I fatti sarebbero avvenuti fra il luglio e l’agosto del 2019, con il trentottenne che in un’occasione avrebbe «spinto violentemente all’indietro la donna, trattenendola al contempo per un braccio e provocandole un trauma distorsivo al rachide cervicale, per una prognosi ospedaliera di nove giorni». Successivamente, invece, avrebbe tentato di colpirla con un calcio, ma non ci è riuscito grazie all’intervento dei carabinieri, sopraggiunti in quell’occasione con una pattuglia. Un lasso di tempo in cui la donna ha dovuto cambiare varie volte il numero di cellulare, proprio per non essere rintracciata, trasferendosi (temporaneamente) in un’altra città. «Ti ammazzo, ti stupro, ti spacco», queste alcune delle frasi che l’uomo – difeso dall’avvocata Marta Gaiotto e dopo la denuncia allontanato dalla persona offesa e dai luoghi da lei abitualmente frequentati – avrebbe rivolto nei confronti della donna, assistita come parte civile dalla legale livornese Angie De Santi Simonini. In un caso – almeno secondo l’accusa – avrebbe minacciato pure il nuovo compagno dell’ex moglie, dicendo che gli avrebbe «stuprato i figli», ma da questo è stato assolto. Mentre il 27 luglio 2019 se la sarebbe nuovamente presa con lo stesso, sorprendendolo in macchina, spaccandogli i due specchietti retrovisori a calci e pugni dopo che non voleva scendere dall’abitacolo e cercando di colpirlo con la cintura dei pantaloni, intento non andato a compimento grazie all’arrivo dei militari (per questo era accusato pure di tentate lesioni aggravate e danneggiamento e dovrà risarcirlo per 500 euro) e alla prontezza di riflessi dell’uomo, che è riuscito a schivare il colpo. Un incubo, per la donna, che lo aveva denunciato ai carabinieri.
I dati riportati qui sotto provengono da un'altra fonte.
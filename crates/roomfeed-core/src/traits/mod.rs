pub mod auth;
pub mod entity;
pub mod source;
pub mod store;

pub use auth::{AuthProvider, AuthUser};
pub use entity::{decode_document, Entity};
pub use source::{ChangeFeed, ChangeSource};
pub use store::DocumentStore;
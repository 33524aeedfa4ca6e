use crate::config::ClientConfig;
use crate::gate::{AuthGate, AuthWatcher};
use crate::models::{to_fields, Chat, NewRoom, Room, UserProfile};
use roomfeed_core::{
    observe, AuthProvider, AuthUser, ChangeSource, Direction, DocumentStore, Entity, FeedError,
    Query, Result,
};
use roomfeed_projector::{Projection, SubscriptionHandle, SubscriptionManager, SubscriptionStatus};
use std::sync::Arc;
use tracing::{debug, info, warn};

/// A live view of one collection: the subscription feeding it and the
/// projection it maintains.
pub struct RoomFeed<T: Entity> {
    handle: SubscriptionHandle,
    projection: Projection<T>,
}

impl<T: Entity> RoomFeed<T> {
    pub fn handle(&self) -> &SubscriptionHandle {
        &self.handle
    }

    pub fn projection(&self) -> &Projection<T> {
        &self.projection
    }

    pub fn scope(&self) -> &str {
        self.handle.scope()
    }

    pub fn status(&self) -> SubscriptionStatus {
        self.handle.status()
    }

    /// Current ordered contents
    pub fn snapshot(&self) -> Vec<T> {
        self.projection.snapshot()
    }

    pub fn get(&self, id: &str) -> Option<T> {
        self.projection.get(id)
    }

    /// Wait for the initial batch
    pub async fn wait_ready(&self) -> Result<()> {
        self.handle.wait_ready().await
    }

    pub async fn wait_for_batches(&self, n: u64) -> Result<()> {
        self.handle.wait_for_batches(n).await
    }
}

/// Chat client over injected change source, document store and auth
/// provider.
///
/// Writes go to the store only. Local projections change solely through
/// the change feeds, so a rejected write never shows up in a snapshot.
pub struct ChatClient {
    subscriptions: SubscriptionManager,
    store: Arc<dyn DocumentStore>,
    auth: Arc<dyn AuthProvider>,
    config: ClientConfig,
}

impl ChatClient {
    pub fn new(
        source: Arc<dyn ChangeSource>,
        store: Arc<dyn DocumentStore>,
        auth: Arc<dyn AuthProvider>,
        config: ClientConfig,
    ) -> Self {
        let subscriptions = SubscriptionManager::with_config(source, config.subscription.clone());
        Self {
            subscriptions,
            store,
            auth,
            config,
        }
    }

    /// Client whose three collaborators are one backend
    pub fn with_backend<B>(backend: B, config: ClientConfig) -> Self
    where
        B: ChangeSource + DocumentStore + AuthProvider + 'static,
    {
        let backend = Arc::new(backend);
        Self::new(backend.clone(), backend.clone(), backend, config)
    }

    pub fn config(&self) -> &ClientConfig {
        &self.config
    }

    pub fn subscriptions(&self) -> &SubscriptionManager {
        &self.subscriptions
    }

    pub fn gate(&self) -> AuthGate {
        AuthGate::new(
            Arc::clone(&self.auth),
            Arc::clone(&self.store),
            self.config.users_path(),
        )
    }

    pub fn auth_watcher(&self) -> AuthWatcher {
        AuthWatcher::new(self.auth.watch())
    }

    /// Live room list, oldest first
    pub async fn watch_rooms(&self) -> Result<RoomFeed<Room>> {
        let query = Query::collection(self.config.rooms_path())
            .order_by(self.config.order_field.clone(), Direction::Ascending);
        self.watch(query).await
    }

    /// Live chat history of one room, oldest first
    pub async fn watch_chats(&self, room_id: &str) -> Result<RoomFeed<Chat>> {
        let query = Query::collection(self.config.chats_path(room_id))
            .order_by(self.config.order_field.clone(), Direction::Ascending);
        self.watch(query).await
    }

    async fn watch<T: Entity>(&self, query: Query) -> Result<RoomFeed<T>> {
        let projection = Projection::new();
        let handle = self.subscriptions.subscribe(&query, projection.clone()).await?;
        Ok(RoomFeed { handle, projection })
    }

    /// Stop a feed and drop its contents.
    pub fn leave<T: Entity>(&self, feed: RoomFeed<T>) -> Result<()> {
        let result = self.subscriptions.unsubscribe(&feed.handle);
        feed.projection.clear();
        debug!("Left {}", feed.handle.scope());
        result
    }

    pub async fn create_room(&self, room: NewRoom) -> Result<String> {
        self.require_user().await?;
        let fields = to_fields(&room)?;
        let result = self.store.add(&self.config.rooms_path(), fields).await;
        self.record_write("room", result)
    }

    /// Post `body` to a room as the signed-in user. Requires a registered
    /// profile, whose name and icon are copied onto the chat.
    pub async fn post_chat(&self, room_id: &str, body: &str) -> Result<String> {
        let user = self.require_user().await?;
        let author = self
            .profile_of(&user)
            .await?
            .ok_or_else(|| FeedError::NotFound(format!("profile for {}", user.uid)))?;

        let fields = to_fields(&Chat::draft(&author, body))?;
        let result = self.store.add(&self.config.chats_path(room_id), fields).await;
        self.record_write("chat", result)
    }

    /// Create or overwrite the signed-in user's profile.
    pub async fn register_profile(&self, name: &str, icon_image_url: &str) -> Result<UserProfile> {
        let user = self.require_user().await?;
        let profile = UserProfile {
            uid: user.uid.clone(),
            name: name.to_string(),
            icon_image_url: icon_image_url.to_string(),
        };

        let fields = to_fields(&profile)?;
        let result = self
            .store
            .set(&self.config.users_path(), &user.uid, fields)
            .await;
        self.record_write("profile", result)?;
        info!("Registered profile for {}", user.uid);
        Ok(profile)
    }

    /// Profile of the signed-in user; `None` when signed out or unregistered
    pub async fn current_profile(&self) -> Result<Option<UserProfile>> {
        match self.auth.current_user().await? {
            Some(user) => self.profile_of(&user).await,
            None => Ok(None),
        }
    }

    /// One-off read of a room
    pub async fn room(&self, id: &str) -> Result<Option<Room>> {
        self.store
            .get(&self.config.rooms_path(), id)
            .await?
            .map(Room::from_document)
            .transpose()
    }

    /// Close every open feed. Projections keep their contents.
    pub fn shutdown(&self) -> usize {
        let closed = self.subscriptions.unsubscribe_all();
        info!("Chat client shut down, closed {} subscriptions", closed);
        closed
    }

    async fn require_user(&self) -> Result<AuthUser> {
        self.auth.current_user().await?.ok_or(FeedError::Unauthenticated)
    }

    async fn profile_of(&self, user: &AuthUser) -> Result<Option<UserProfile>> {
        self.store
            .get(&self.config.users_path(), &user.uid)
            .await?
            .map(UserProfile::from_document)
            .transpose()
    }

    fn record_write<T>(&self, what: &str, result: Result<T>) -> Result<T> {
        observe::record_write(result.is_ok());
        if let Err(err) = &result {
            warn!("{} write rejected: {}", what, err);
        }
        result
    }
}
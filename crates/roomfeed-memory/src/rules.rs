//! Server-side write rules.
//!
//! The chat rules mirror what the hosted store enforces: a user may only
//! write their own profile, rooms need a name, an image and a creation
//! time, and chats must be authored by the caller.

use chrono::{DateTime, Utc};
use roomfeed_core::{AuthUser, CollectionPath, FeedError, Fields, Result};
use serde_json::Value;

/// Decides whether a write is accepted.
pub trait WriteRules: Send + Sync {
    /// `id` is the target document id; `caller` is already authenticated.
    fn check_write(
        &self,
        collection: &CollectionPath,
        id: &str,
        fields: &Fields,
        caller: &AuthUser,
    ) -> Result<()>;
}

/// Accept every authenticated write.
#[derive(Debug, Clone, Copy, Default)]
pub struct OpenRules;

impl WriteRules for OpenRules {
    fn check_write(&self, _: &CollectionPath, _: &str, _: &Fields, _: &AuthUser) -> Result<()> {
        Ok(())
    }
}

/// Rules for the `users`, `rooms` and `rooms/{id}/chats` collections.
#[derive(Debug, Clone, Copy, Default)]
pub struct ChatRules;

impl WriteRules for ChatRules {
    fn check_write(
        &self,
        collection: &CollectionPath,
        id: &str,
        fields: &Fields,
        caller: &AuthUser,
    ) -> Result<()> {
        let segments: Vec<&str> = collection.segments().iter().map(String::as_str).collect();
        let check = Check { collection, fields };

        match segments.as_slice() {
            ["users"] => {
                if id != caller.uid {
                    return Err(check.reject("users may only write their own profile"));
                }
                check.non_empty("name")?;
                check.non_empty("iconImageUrl")
            }
            ["rooms"] => {
                check.non_empty("name")?;
                check.non_empty("topImageUrl")?;
                check.timestamp("createdAt")
            }
            ["rooms", _, "chats"] => {
                if check.string("userId") != Some(caller.uid.as_str()) {
                    return Err(check.reject("userId must be the caller's uid"));
                }
                check.non_empty("name")?;
                check.non_empty("iconImageUrl")?;
                check.non_empty("body")?;
                check.timestamp("createdAt")
            }
            _ => Err(FeedError::PermissionDenied(format!(
                "no write access to {}",
                collection
            ))),
        }
    }
}

struct Check<'a> {
    collection: &'a CollectionPath,
    fields: &'a Fields,
}

impl Check<'_> {
    fn reject(&self, reason: impl Into<String>) -> FeedError {
        FeedError::write_rejected(self.collection.to_string(), reason)
    }

    fn string(&self, name: &str) -> Option<&str> {
        self.fields.get(name).and_then(Value::as_str)
    }

    fn non_empty(&self, name: &str) -> Result<()> {
        match self.string(name) {
            Some(value) if !value.is_empty() => Ok(()),
            _ => Err(self.reject(format!("{} must be a non-empty string", name))),
        }
    }

    fn timestamp(&self, name: &str) -> Result<()> {
        match self.string(name).map(DateTime::parse_from_rfc3339) {
            Some(Ok(_)) => Ok(()),
            _ => Err(self.reject(format!("{} must be a timestamp", name))),
        }
    }
}

/// Parse a field written by the rules above back into a UTC timestamp.
pub fn parse_timestamp(value: &Value) -> Option<DateTime<Utc>> {
    value
        .as_str()
        .and_then(|s| DateTime::parse_from_rfc3339(s).ok())
        .map(|t| t.with_timezone(&Utc))
}

#[cfg(test)]
mod tests {
    use super::*;
    use serde_json::json;

    fn fields(value: Value) -> Fields {
        match value {
            Value::Object(map) => map,
            _ => panic!("expected an object"),
        }
    }

    fn caller() -> AuthUser {
        AuthUser::new("tech-user")
    }

    fn rooms() -> CollectionPath {
        CollectionPath::new("rooms")
    }

    fn chats() -> CollectionPath {
        rooms().child("tech-room", "chats")
    }

    fn room(name: &str, image: &str, created_at: &str) -> Fields {
        fields(json!({ "name": name, "topImageUrl": image, "createdAt": created_at }))
    }

    fn chat(user_id: &str, name: &str, icon: &str, body: &str, created_at: &str) -> Fields {
        fields(json!({
            "userId": user_id,
            "name": name,
            "iconImageUrl": icon,
            "body": body,
            "createdAt": created_at,
        }))
    }

    const NOW: &str = "2020-05-07T07:43:40Z";

    #[test]
    fn test_own_profile_accepted() {
        let profile = fields(json!({ "name": "testUser", "iconImageUrl": "https://example.com" }));
        let users = CollectionPath::new("users");
        assert!(ChatRules.check_write(&users, "tech-user", &profile, &caller()).is_ok());
    }

    #[test]
    fn test_profile_rules() {
        let users = CollectionPath::new("users");

        let someone_else = fields(json!({ "name": "testUser", "iconImageUrl": "https://example.com" }));
        let err = ChatRules
            .check_write(&users, "tech-user2", &someone_else, &caller())
            .unwrap_err();
        assert!(err.is_write_rejection());

        let no_name = fields(json!({ "name": "", "iconImageUrl": "https://example.com" }));
        assert!(ChatRules.check_write(&users, "tech-user", &no_name, &caller()).is_err());

        let no_icon = fields(json!({ "name": "testUser", "iconImageUrl": "" }));
        assert!(ChatRules.check_write(&users, "tech-user", &no_icon, &caller()).is_err());
    }

    #[test]
    fn test_room_rules() {
        let ok = room("Dinner talk", "https://example.com", NOW);
        assert!(ChatRules.check_write(&rooms(), "tech-room", &ok, &caller()).is_ok());

        for bad in [
            room("", "https://example.com", NOW),
            room("Dinner talk", "", NOW),
            room("Dinner talk", "https://example.com", ""),
        ] {
            let err = ChatRules
                .check_write(&rooms(), "tech-room", &bad, &caller())
                .unwrap_err();
            assert!(err.is_write_rejection(), "{:?}", bad);
        }

        let missing_created_at = fields(json!({ "name": "A", "topImageUrl": "https://example.com" }));
        assert!(ChatRules
            .check_write(&rooms(), "tech-room", &missing_created_at, &caller())
            .is_err());
    }

    #[test]
    fn test_chat_rules() {
        let ok = chat("tech-user", "testUser", "https://example.com", "hello", NOW);
        assert!(ChatRules.check_write(&chats(), "c1", &ok, &caller()).is_ok());

        for bad in [
            chat("tech-user2", "techUser", "https://example.com", "hello", NOW),
            chat("tech-user", "", "https://example.com", "hello", NOW),
            chat("tech-user", "techUser", "", "hello", NOW),
            chat("tech-user", "testUser", "https://example.com", "", NOW),
            chat("tech-user", "testUser", "https://example.com", "hello", ""),
        ] {
            let err = ChatRules.check_write(&chats(), "c1", &bad, &caller()).unwrap_err();
            assert!(err.is_write_rejection(), "{:?}", bad);
        }
    }

    #[test]
    fn test_unknown_collection_denied() {
        let err = ChatRules
            .check_write(&CollectionPath::new("secrets"), "s1", &Fields::new(), &caller())
            .unwrap_err();
        assert!(err.is_access_error());

        assert!(OpenRules
            .check_write(&CollectionPath::new("secrets"), "s1", &Fields::new(), &caller())
            .is_ok());
    }

    #[test]
    fn test_parse_timestamp() {
        let parsed = parse_timestamp(&json!("2020-05-07T16:43:40+09:00")).unwrap();
        assert_eq!(parsed.to_rfc3339(), "2020-05-07T07:43:40+00:00");
        assert!(parse_timestamp(&json!("yesterday")).is_none());
        assert!(parse_timestamp(&json!(12)).is_none());
    }
}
Per le percosse, fra l’altro, era stato rinviato a giudizio pure il padre del trentottenne, un livornese di 64 anni, condannato in rito abbreviato – giudizio più veloce in cambio di uno sconto automatico di un terzo dell’eventuale pena ndr – a una multa di 400 euro e al risarcimento della parte civile. Secondo l’accusa quest’ultimo l’avrebbe minacciata e strattonata per una maglia, mentre in un’altra occasione lo stesso genitore avrebbe minacciato i carabinieri del nucleo operativo e radiomobile labronico dicendo loro «Vi faccio passare i guai», millantando di conoscere un loro collega dei forestali. Un reato – quest’ultimo, la minaccia a pubblico ufficiale – dal quale tuttavia il giudice per le indagini preliminari lo ha assolto, motivo per il quale nei suoi confronti è stata inflitta una pena minima. Ora la condanna per l’ex marito: due anni e quattro mesi di reclusione.